Elephants in crisis: Tourism decline and the future of captive elephants



Captive elephants are deeply ingrained in the tourist industry. Despite the fundamental ethical concerns of using elephants in tourism, it can be very profitable, and in normal times pays for their upkeep. But what if tourists stop coming all together?

This blog was written by Dr. Jan Schmidt-Burbach, our Global Head of Wildlife Research and Animal Welfare.

The devastating impact of COVID-19 on elephant tourism

While the world was struggling with the COVID-19 pandemic, human movement was restricted and severely impacting the travel industry. International flights were being cut down by over 50%, hotels and service industries were struggling, and holiday destinations no longer saw any tourists.

Thailand was hit especially hard, with many tourist attractions empty. In turn, the tourism camps where elephants are kept shut down, laid off thousands of staff, and struggled to care for over 2,000 elephants.

With such an urgent need for help – many were left wondering just how this came to this in the first place?

Elephant eating

As a result of the coronavirus pandemic, captive elephants like these are at risk

Beyond the pandemic: The origins of captive-elephant tourism

Over 30 years ago, the elephant tourism industry was promoted as an alternative use for logging elephants. However, as we have revealed due to rampant breeding for commercial tourism we see more of these captive goliaths today than in the 1990s after the logging ban.

Elephants are ill-suited for a life in the tourism industry. Their size, strength, intelligence and emotions results in inhumane management practices, such as chaining, cruel training and harsh punishment so they could entertain the flock of worldwide visitors who were coming to see them.

The risk to tourists

But there are risks for visitors, too. Elephants can contract tuberculosis from humans and can spread the disease to uninfected people through close contact. Just two years ago, ten tourism elephants at Amer Fort in India tested positive for tuberculosis. Reliable screening for tuberculosis is rare or inaccurate, so the actual health risks is hard to predict, but the results can have grave consequences.

There may be other diseases, too. It’s believed that about 70% of emerging zoonotic infectious diseases originate from wild animals and being in close proximity with humans elevates the risk of infection. If the COVID-19 pandemic proved one thing, it is that we all should steer clear of handling wild animals.

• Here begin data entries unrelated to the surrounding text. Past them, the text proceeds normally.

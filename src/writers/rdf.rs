//! SPDX RDF/XML writer.
//!
//! The document node comes first and holds creation info, external document
//! refs and extracted licensing info. Packages, files and snippets follow as
//! typed nodes named by `<namespace>#<id>`. Relationships and annotations are
//! written in document order, each in an `rdf:Description` of the element
//! holding it. Checksums, verification codes, external refs, license sets
//! and range pointers are blank nodes.

use crate::error::{Result, SpdxError};
use crate::model::datetime::format_datetime;
use crate::model::{
    get_contained_spdx_element_ids, Annotation, Checksum, Document, ExternalPackageRef,
    ExtractedLicensingInfo, File, LicenseExpression, Package, Range, Relationship, Snippet,
    SpdxEnum, ThreeValued,
};
use crate::parsers::rdf::graph::{
    DOAP_NS, LICENSES_NS, NOASSERTION_URI, NONE_URI, POINTER_NS, RDFS_NS, RDF_NS,
    REFERENCES_NS, SPDX_NS,
};
use crate::parsers::rdf::IdResolver;
use quick_xml::events::{BytesDecl, BytesEnd, BytesStart, BytesText, Event};
use quick_xml::Writer;
use std::collections::HashSet;
use std::fmt::Display;

/// Reference types with an individual under `http://spdx.org/rdf/references/`.
const LISTED_REFERENCE_TYPES: &[&str] = &[
    "cpe22Type",
    "cpe23Type",
    "advisory",
    "fix",
    "url",
    "swid",
    "maven-central",
    "npm",
    "nuget",
    "bower",
    "purl",
    "swh",
    "gitoid",
];

/// Writes `document` as SPDX RDF/XML.
pub fn write_rdf(document: &Document) -> Result<String> {
    let ids = IdResolver::new(
        document.namespace(),
        &document.creation_info.external_document_refs,
    );
    let mut out = RdfXmlWriter {
        writer: Writer::new_with_indent(Vec::new(), b' ', 2),
        ids: &ids,
    };
    out.event(Event::Decl(BytesDecl::new("1.0", Some("utf-8"), None)))?;
    out.event(Event::Start(BytesStart::new("rdf:RDF").with_attributes([
        ("xmlns:rdf", RDF_NS),
        ("xmlns:rdfs", RDFS_NS),
        ("xmlns:spdx", SPDX_NS),
        ("xmlns:ptr", POINTER_NS),
        ("xmlns:doap", DOAP_NS),
    ])))?;

    out.document(document)?;
    for package in &document.packages {
        out.package(package, document)?;
    }
    for file in &document.files {
        out.file(file)?;
    }
    for snippet in &document.snippets {
        out.snippet(snippet)?;
    }
    for relationship in &document.relationships {
        out.relationship(relationship)?;
    }
    for annotation in &document.annotations {
        out.annotation(annotation)?;
    }

    out.end("rdf:RDF")?;
    String::from_utf8(out.writer.into_inner()).map_err(serialization)
}

fn serialization(err: impl Display) -> SpdxError {
    SpdxError::Serialization(format!("RDF/XML: {err}"))
}

struct RdfXmlWriter<'a> {
    writer: Writer<Vec<u8>>,
    ids: &'a IdResolver,
}
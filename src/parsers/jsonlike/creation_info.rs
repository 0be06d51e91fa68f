use super::fields::{parse_checksum, Fields};
use crate::logger::Logger;
use crate::model::datetime::parse_datetime;
use crate::model::{Actor, CreationInfo, ExternalDocumentRef, Version, DEFAULT_DATA_LICENSE};
use serde_json::Value;

/// Reads the document-level keys and the nested `creationInfo` mapping.
pub(super) fn parse_creation_info(document: &Value) -> Result<CreationInfo, Logger> {
    let mut fields = Fields::new(document);
    let spdx_version = fields.required_str("spdxVersion");
    let spdx_id = fields.required_str("SPDXID");
    let name = fields.required_str("name");
    let namespace = fields.required_str("documentNamespace");
    let data_license = fields
        .str("dataLicense")
        .unwrap_or_else(|| DEFAULT_DATA_LICENSE.to_string());
    let document_comment = fields.str("comment");

    let mut external_document_refs = Vec::new();
    for item in fields.list("externalDocumentRefs") {
        match parse_external_document_ref(item) {
            Ok(external) => external_document_refs.push(external),
            Err(local) => fields.nested("ExternalDocumentRef", local),
        }
    }

    let mut creators = Vec::new();
    let mut created = None;
    let mut creator_comment = None;
    let mut license_list_version = None;
    match fields.get("creationInfo") {
        Some(info) => {
            let mut nested = Fields::new(info);
            for raw in nested.str_list("creators") {
                if let Some(actor) = nested.check("creators", raw.parse::<Actor>()) {
                    creators.push(actor);
                }
            }
            if creators.is_empty() && !nested.logger.has_messages() {
                nested.missing("creators");
            }
            created = match nested.required_str("created") {
                Some(raw) => nested.check("created", parse_datetime(&raw)),
                None => None,
            };
            creator_comment = nested.str("comment");
            license_list_version = nested.parse("licenseListVersion", str::parse::<Version>);
            fields.logger.extend(nested.logger.into_messages());
        }
        None => fields.missing("creationInfo"),
    }

    let info = match (spdx_version, spdx_id, name, namespace, created) {
        (Some(spdx_version), Some(spdx_id), Some(name), Some(namespace), Some(created)) => {
            let mut info =
                CreationInfo::new(spdx_version, spdx_id, name, namespace, creators, created);
            info.data_license = data_license;
            info.document_comment = document_comment;
            info.creator_comment = creator_comment;
            info.license_list_version = license_list_version;
            info.external_document_refs = external_document_refs;
            Some(info)
        }
        _ => None,
    };
    fields.finish(info)
}

fn parse_external_document_ref(value: &Value) -> Result<ExternalDocumentRef, Logger> {
    let mut fields = Fields::new(value);
    let id = fields.required_str("externalDocumentId");
    let uri = fields.required_str("spdxDocument");
    let checksum = match fields.get("checksum") {
        Some(raw) => match parse_checksum(raw) {
            Ok(checksum) => Some(checksum),
            Err(local) => {
                fields.nested("Checksum", local);
                None
            }
        },
        None => {
            fields.missing("checksum");
            None
        }
    };
    let external = match (id, uri, checksum) {
        (Some(id), Some(uri), Some(checksum)) => Some(ExternalDocumentRef::new(id, uri, checksum)),
        _ => None,
    };
    fields.finish(external)
}
//! The SPDX 3 element model produced by the bump.
//!
//! SPDX 3 has no containing document object: a [`Payload`] is a flat map
//! from element id to [`Element`], and elements refer to each other by id.

mod common;
mod licensing;
mod relationship;
mod software;

pub use common::*;
pub use licensing::*;
pub use relationship::*;
pub use software::*;

use indexmap::IndexMap;
use serde::ser::SerializeStruct;
use serde::{Serialize, Serializer};
use tracing::warn;

/// JSON-LD context of the serialized payload.
pub const SPDX3_CONTEXT: &str = "https://spdx.org/rdf/3.0.1/spdx-context.jsonld";

#[derive(Debug, Clone, PartialEq, Eq, Serialize)]
#[serde(tag = "type")]
pub enum Element {
    Person(Agent),
    Organization(Agent),
    Tool(Agent),
    SpdxDocument(SpdxDocument),
    Annotation(Annotation),
    Relationship(Relationship),
    #[serde(rename = "software_SoftwareDependencyRelationship")]
    SoftwareDependencyRelationship(SoftwareDependencyRelationship),
    #[serde(rename = "software_Package")]
    Package(Package),
    #[serde(rename = "software_File")]
    File(File),
    #[serde(rename = "software_Snippet")]
    Snippet(Snippet),
    #[serde(rename = "simplelicensing_LicenseExpression")]
    LicenseExpression(LicenseExpression),
    #[serde(rename = "simplelicensing_SimpleLicensingText")]
    SimpleLicensingText(SimpleLicensingText),
}

impl Element {
    pub fn info(&self) -> &ElementInfo {
        match self {
            Self::Person(agent) | Self::Organization(agent) | Self::Tool(agent) => &agent.element,
            Self::SpdxDocument(document) => &document.element,
            Self::Annotation(annotation) => &annotation.element,
            Self::Relationship(relationship) => &relationship.element,
            Self::SoftwareDependencyRelationship(dependency) => &dependency.relationship.element,
            Self::Package(package) => &package.element,
            Self::File(file) => &file.element,
            Self::Snippet(snippet) => &snippet.element,
            Self::LicenseExpression(license) => &license.element,
            Self::SimpleLicensingText(text) => &text.element,
        }
    }

    pub fn spdx_id(&self) -> &str {
        &self.info().spdx_id
    }

    /// Type name as it appears in the serialized payload.
    pub fn type_name(&self) -> &'static str {
        match self {
            Self::Person(_) => "Person",
            Self::Organization(_) => "Organization",
            Self::Tool(_) => "Tool",
            Self::SpdxDocument(_) => "SpdxDocument",
            Self::Annotation(_) => "Annotation",
            Self::Relationship(_) => "Relationship",
            Self::SoftwareDependencyRelationship(_) => "software_SoftwareDependencyRelationship",
            Self::Package(_) => "software_Package",
            Self::File(_) => "software_File",
            Self::Snippet(_) => "software_Snippet",
            Self::LicenseExpression(_) => "simplelicensing_LicenseExpression",
            Self::SimpleLicensingText(_) => "simplelicensing_SimpleLicensingText",
        }
    }

    /// The relationship part of plain and dependency relationships.
    pub fn as_relationship(&self) -> Option<&Relationship> {
        match self {
            Self::Relationship(relationship) => Some(relationship),
            Self::SoftwareDependencyRelationship(dependency) => Some(&dependency.relationship),
            _ => None,
        }
    }
}

/// Elements keyed by spdx_id, in insertion order.
#[derive(Debug, Clone, Default, PartialEq, Eq)]
pub struct Payload {
    elements: IndexMap<String, Element>,
}

impl Payload {
    pub fn new() -> Self {
        Self::default()
    }

    /// Adds `element`, replacing any element with the same id.
    pub fn add_element(&mut self, element: Element) {
        let spdx_id = element.spdx_id().to_string();
        if let Some(previous) = self.elements.insert(spdx_id.clone(), element) {
            warn!(spdx_id = %spdx_id, replaced = previous.type_name(), "duplicate SPDX 3 element id");
        }
    }

    pub fn get_element(&self, spdx_id: &str) -> Option<&Element> {
        self.elements.get(spdx_id)
    }

    pub fn get_element_mut(&mut self, spdx_id: &str) -> Option<&mut Element> {
        self.elements.get_mut(spdx_id)
    }

    pub fn contains(&self, spdx_id: &str) -> bool {
        self.elements.contains_key(spdx_id)
    }

    pub fn elements(&self) -> impl Iterator<Item = &Element> {
        self.elements.values()
    }

    pub fn ids(&self) -> impl Iterator<Item = &str> {
        self.elements.keys().map(String::as_str)
    }

    pub fn len(&self) -> usize {
        self.elements.len()
    }

    pub fn is_empty(&self) -> bool {
        self.elements.is_empty()
    }
}

/// Serialized as a JSON-LD document: `{"@context": …, "@graph": [elements]}`.
impl Serialize for Payload {
    fn serialize<S: Serializer>(&self, serializer: S) -> Result<S::Ok, S::Error> {
        let graph: Vec<&Element> = self.elements.values().collect();
        let mut state = serializer.serialize_struct("Payload", 2)?;
        state.serialize_field("@context", SPDX3_CONTEXT)?;
        state.serialize_field("@graph", &graph)?;
        state.end()
    }
}
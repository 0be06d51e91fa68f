use super::Bumper;
use crate::model::{self as spdx2, ActorType, AnnotationType as Spdx2AnnotationType};
use crate::spdx3::model::{Annotation, AnnotationType, Element, ElementInfo};

impl Bumper<'_> {
    /// The annotator and date move into the annotation's own creation info.
    pub(super) fn bump_annotation(&mut self, annotation: &spdx2::Annotation) {
        self.annotation_count += 1;
        let spdx_id = format!(
            "{}#SPDXRef-Annotation-{}",
            self.namespace, self.annotation_count
        );

        let annotator = self.intern_actor(&annotation.annotator);
        let mut creation_info = self.creation_info.clone();
        creation_info.created = annotation.annotation_date;
        if annotation.annotator.actor_type == ActorType::Tool {
            creation_info.created_by = Vec::new();
            creation_info.created_using = vec![annotator];
        } else {
            creation_info.created_by = vec![annotator];
            creation_info.created_using = Vec::new();
        }

        let annotation_type = match annotation.annotation_type {
            Spdx2AnnotationType::Review => AnnotationType::Review,
            Spdx2AnnotationType::Other => AnnotationType::Other,
        };
        self.payload.add_element(Element::Annotation(Annotation {
            element: ElementInfo::new(spdx_id, creation_info),
            annotation_type,
            subject: self.element_id(&annotation.spdx_id),
            statement: Some(annotation.annotation_comment.clone()),
        }));
    }
}

#[cfg(test)]
mod tests {
    use super::super::tests::document;
    use super::*;
    use crate::model::datetime::parse_datetime;
    use crate::model::Actor;
    use crate::spdx3::bump::bump_document;

    #[test]
    fn test_annotation_carries_annotator_and_date() {
        let mut document = document();
        document.annotations.push(spdx2::Annotation::new(
            "SPDXRef-P",
            Spdx2AnnotationType::Review,
            Actor::person("Joe Reviewer", None).unwrap(),
            parse_datetime("2023-01-15T10:00:00Z").unwrap(),
            "looks good",
        ));
        document.annotations.push(spdx2::Annotation::new(
            "SPDXRef-DOCUMENT",
            Spdx2AnnotationType::Other,
            Actor::tool("scanner").unwrap(),
            parse_datetime("2023-01-16T10:00:00Z").unwrap(),
            "scanned",
        ));

        let result = bump_document(&document);
        let Some(Element::Annotation(review)) =
            result.payload.get_element("https://x/y#SPDXRef-Annotation-1")
        else {
            panic!("missing annotation");
        };
        assert_eq!(review.subject, "https://x/y#SPDXRef-P");
        assert_eq!(review.statement.as_deref(), Some("looks good"));
        assert_eq!(review.annotation_type, AnnotationType::Review);
        assert_eq!(
            review.element.creation_info.created_by,
            ["https://x/y#SPDXRef-Actor-JoeReviewer"]
        );
        assert_eq!(
            review.element.creation_info.created,
            parse_datetime("2023-01-15T10:00:00Z").unwrap()
        );

        let Some(Element::Annotation(scan)) =
            result.payload.get_element("https://x/y#SPDXRef-Annotation-2")
        else {
            panic!("missing annotation");
        };
        assert!(scan.element.creation_info.created_by.is_empty());
        assert_eq!(
            scan.element.creation_info.created_using,
            ["https://x/y#SPDXRef-Actor-scanner"]
        );
    }
}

The dangers for elephant keepers

Placing complex, intelligent and endangered animals such as elephants at the whim of a commercial industry vulnerable to economic fluctuations is unacceptable, inhumane and affects people too. Mahouts, the caretakers of elephants, are often disadvantaged through low-pay and high-risk employment. Our research has shown that over one third of mahouts have minimal financial savings, and receive minimum wage, while bearing significant risks of serious, sometimes fatal, injuries through elephants.

Are there ethical alternatives to elephant rides?

For years, World Animal Protection and many others have been advocating for a phasing out of elephant tourism. By preventing captive breeding, reducing the tourism demand, and strict prevention of poaching, this generation of animals should be the last one suffering in captivity.

A gradual phase-out will enable their owners and others to shift to other livelihoods, preserve traditions without relying on cruelty and to focus all efforts on protecting these beautiful creatures where they belong – in the wild.

Elephant feeding

Your support can help elephants like this one stay fed during this difficult time

Taking Action: Supporting a brighter future for captive elephants

Elephants should not suffer because of an industry that prioritised financial gain over regard for the animals. World Animal Protection will step in to help, as we have in the past, but we need to see the development of robust policies to reduce the number of captive elephants, enabling better care for the ones remaining in captivity and focusing on their protection in the wild.